Brief:
If a line in the entries below includes the string "VarBuilder", copy it out.

******************************

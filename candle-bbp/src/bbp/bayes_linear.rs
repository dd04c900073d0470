use std::cell::RefCell;

use candle_core::Tensor;
use candle_nn::VarBuilder;

use super::mixture_prior::MixturePrior;
use super::traits::{BayesModuleT, VariationalDistribution};
use super::variational_param::{PosteriorInit, VariationalParameter};
use crate::candle_sampler::Sampler;
use crate::error::{BbpError, Result};

//////////////////////////////////////////////
// Linear module with variational weights   //
//////////////////////////////////////////////

/// Fully connected layer y = x Wᵀ + b whose weight and bias are
/// [`VariationalParameter`]s.
///
/// Each forward pass draws a fresh weight, computes the output with it, and
/// caches the KL estimate of that same draw in `last_kl`. The cache lives in
/// a `RefCell`, so a layer cannot be shared across threads.
pub struct BayesianLinear {
    name: String,
    in_dim: usize,
    out_dim: usize,
    weight: VariationalParameter,
    bias: Option<VariationalParameter>,
    last_kl: RefCell<Option<Tensor>>,
}

/// Weights resolved for one forward pass, with their KL estimate
///
/// Applying the same `SampledLinear` several times reuses one draw.
pub struct SampledLinear {
    name: String,
    in_dim: usize,
    weight: Tensor,
    bias: Option<Tensor>,
    pub kl: Tensor,
}

impl SampledLinear {
    pub fn weight(&self) -> &Tensor {
        &self.weight
    }

    /// y = x Wᵀ + b for any input of shape (..., in_dim)
    pub fn forward(&self, x: &Tensor) -> Result<Tensor> {
        match x.dims().last() {
            Some(&d) if d == self.in_dim => {}
            _ => {
                return Err(BbpError::ShapeMismatch {
                    layer: self.name.clone(),
                    expected: self.in_dim,
                    actual: x.dims().to_vec(),
                })
            }
        }

        let w_t = match *x.dims() {
            [b1, b2, _, _] => self.weight.broadcast_left((b1, b2))?.t()?,
            [bsize, _, _] => self.weight.broadcast_left(bsize)?.t()?,
            [_, _] => self.weight.t()?,
            [_] => {
                let y = x.unsqueeze(0)?.matmul(&self.weight.t()?)?.squeeze(0)?;
                return self.add_bias(y);
            }
            _ => return Ok(self.add_bias(x.broadcast_matmul(&self.weight.t()?)?)?),
        };

        self.add_bias(x.matmul(&w_t)?)
    }

    fn add_bias(&self, y: Tensor) -> Result<Tensor> {
        match &self.bias {
            None => Ok(y),
            Some(bias) => Ok(y.broadcast_add(bias)?),
        }
    }
}

impl BayesianLinear {
    pub fn new(
        name: String,
        in_dim: usize,
        out_dim: usize,
        weight: VariationalParameter,
        bias: Option<VariationalParameter>,
    ) -> Self {
        Self {
            name,
            in_dim,
            out_dim,
            weight,
            bias,
            last_kl: RefCell::new(None),
        }
    }

    pub fn name(&self) -> &str {
        &self.name
    }

    pub fn in_dim(&self) -> usize {
        self.in_dim
    }

    pub fn out_dim(&self) -> usize {
        self.out_dim
    }

    pub fn weight(&self) -> &VariationalParameter {
        &self.weight
    }

    pub fn bias(&self) -> Option<&VariationalParameter> {
        self.bias.as_ref()
    }

    /// Resolve weights for one forward pass and cache their KL
    ///
    /// Sampling modes draw w = μ + σ ε and estimate
    /// KL = log q(w) - log p(w) (plus the bias term);
    /// [`crate::ForwardMode::Mean`] uses μ and reports zero KL.
    pub fn sample(&self, sampler: &mut Sampler) -> Result<SampledLinear> {
        let (weight, bias, kl) = if sampler.mode().samples_weights() {
            let w = self.weight.sample(sampler)?;
            let mut kl = self.weight.kl(&w)?;
            let bias = match &self.bias {
                Some(b) => {
                    let bs = b.sample(sampler)?;
                    kl = (kl + b.kl(&bs)?)?;
                    Some(bs.value)
                }
                None => None,
            };
            (w.value, bias, kl)
        } else {
            let zero = Tensor::zeros((), self.weight.dtype(), self.weight.device())?;
            (
                self.weight.mean().clone(),
                self.bias.as_ref().map(|b| b.mean().clone()),
                zero,
            )
        };

        *self.last_kl.borrow_mut() = Some(kl.clone());

        Ok(SampledLinear {
            name: self.name.clone(),
            in_dim: self.in_dim,
            weight,
            bias,
            kl,
        })
    }

    /// Sample, apply, and return `(output, kl)`
    pub fn forward(&self, x: &Tensor, sampler: &mut Sampler) -> Result<(Tensor, Tensor)> {
        let sampled = self.sample(sampler)?;
        let y = sampled.forward(x)?;
        Ok((y, sampled.kl))
    }

    /// KL of the most recent forward pass, if any
    pub fn last_kl(&self) -> Option<Tensor> {
        self.last_kl.borrow().clone()
    }

    pub(crate) fn cached_kl(&self) -> Result<Tensor> {
        self.last_kl()
            .ok_or_else(|| BbpError::KlUnavailable(self.name.clone()))
    }
}

impl BayesModuleT for BayesianLinear {
    fn bayes_layers(&self) -> Vec<&BayesianLinear> {
        vec![self]
    }
}

/// Create a Bayesian linear layer
///
/// Variables: `{prefix}.weight.mu`, `{prefix}.weight.rho`, and the
/// `bias` counterparts when `bias` is set.
pub fn bayesian_linear(
    in_dim: usize,
    out_dim: usize,
    bias: bool,
    prior: MixturePrior,
    init: PosteriorInit,
    vb: VarBuilder,
) -> Result<BayesianLinear> {
    let weight = VariationalParameter::new(vb.clone(), (out_dim, in_dim), "weight", prior, init)?;
    let bias = if bias {
        Some(VariationalParameter::new(
            vb.clone(),
            out_dim,
            "bias",
            prior,
            init,
        )?)
    } else {
        None
    };
    Ok(BayesianLinear::new(vb.prefix(), in_dim, out_dim, weight, bias))
}

#[cfg(test)]
mod tests {
    use super::*;
    use crate::candle_sampler::ForwardMode;
    use approx::assert_abs_diff_eq;
    use candle_core::{DType, Device};
    use candle_nn::VarMap;

    fn layer(varmap: &VarMap, bias: bool) -> Result<BayesianLinear> {
        let vb = VarBuilder::from_varmap(varmap, DType::F32, &Device::Cpu);
        bayesian_linear(
            5,
            3,
            bias,
            MixturePrior::default(),
            PosteriorInit::default(),
            vb.pp("fc"),
        )
    }

    #[test]
    fn test_output_shapes() -> Result<()> {
        let varmap = VarMap::new();
        let fc = layer(&varmap, true)?;
        let mut sampler = Sampler::new(0, ForwardMode::Train);

        for dims in [vec![5], vec![7, 5], vec![2, 7, 5], vec![2, 2, 7, 5]] {
            let x = Tensor::randn(0f32, 1f32, dims.as_slice(), &Device::Cpu)?;
            let (y, _) = fc.forward(&x, &mut sampler)?;
            let mut expected = dims.clone();
            *expected.last_mut().expect("non-empty") = 3;
            assert_eq!(y.dims(), expected.as_slice());
        }
        Ok(())
    }

    #[test]
    fn test_shape_mismatch_names_layer() -> Result<()> {
        let varmap = VarMap::new();
        let fc = layer(&varmap, false)?;
        let mut sampler = Sampler::new(0, ForwardMode::Train);
        let x = Tensor::zeros((4, 6), DType::F32, &Device::Cpu)?;

        match fc.forward(&x, &mut sampler) {
            Err(BbpError::ShapeMismatch {
                layer,
                expected,
                actual,
            }) => {
                assert_eq!(layer, "fc");
                assert_eq!(expected, 5);
                assert_eq!(actual, vec![4, 6]);
            }
            other => panic!("expected ShapeMismatch, got {:?}", other.map(|_| ())),
        }
        Ok(())
    }

    #[test]
    fn test_last_kl_overwritten() -> Result<()> {
        let varmap = VarMap::new();
        let fc = layer(&varmap, true)?;
        let mut sampler = Sampler::new(3, ForwardMode::Train);
        let x = Tensor::ones((2, 5), DType::F32, &Device::Cpu)?;

        assert!(fc.last_kl().is_none());

        let (_, kl1) = fc.forward(&x, &mut sampler)?;
        let cached1 = fc.last_kl().expect("cached").to_scalar::<f32>()?;
        assert_abs_diff_eq!(cached1, kl1.to_scalar::<f32>()?);

        let (_, kl2) = fc.forward(&x, &mut sampler)?;
        let cached2 = fc.last_kl().expect("cached").to_scalar::<f32>()?;
        assert_abs_diff_eq!(cached2, kl2.to_scalar::<f32>()?);
        assert!(cached1 != cached2);
        Ok(())
    }

    #[test]
    fn test_mean_mode_is_deterministic() -> Result<()> {
        let varmap = VarMap::new();
        let fc = layer(&varmap, true)?;
        let mut sampler = Sampler::new(3, ForwardMode::Mean);
        let x = Tensor::randn(0f32, 1f32, (4, 5), &Device::Cpu)?;

        let (y1, kl) = fc.forward(&x, &mut sampler)?;
        let (y2, _) = fc.forward(&x, &mut sampler)?;
        assert_eq!(kl.to_scalar::<f32>()?, 0.);
        assert_eq!(y1.to_vec2::<f32>()?, y2.to_vec2::<f32>()?);
        Ok(())
    }

    #[test]
    fn test_sampled_weights_reused() -> Result<()> {
        let varmap = VarMap::new();
        let fc = layer(&varmap, false)?;
        let mut sampler = Sampler::new(5, ForwardMode::Train);
        let x = Tensor::randn(0f32, 1f32, (4, 5), &Device::Cpu)?;

        let sampled = fc.sample(&mut sampler)?;
        let y1 = sampled.forward(&x)?;
        let y2 = sampled.forward(&x)?;
        assert_eq!(y1.to_vec2::<f32>()?, y2.to_vec2::<f32>()?);

        let expected = x.matmul(&sampled.weight().t()?)?;
        let diff = (y1 - expected)?.abs()?.max_all()?.to_scalar::<f32>()?;
        assert!(diff < 1e-6);
        Ok(())
    }
}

******************************

Result of the task:
use candle_nn::VarBuilder;
    vb: VarBuilder,
        let vb = VarBuilder::from_varmap(varmap, DType::F32, &Device::Cpu);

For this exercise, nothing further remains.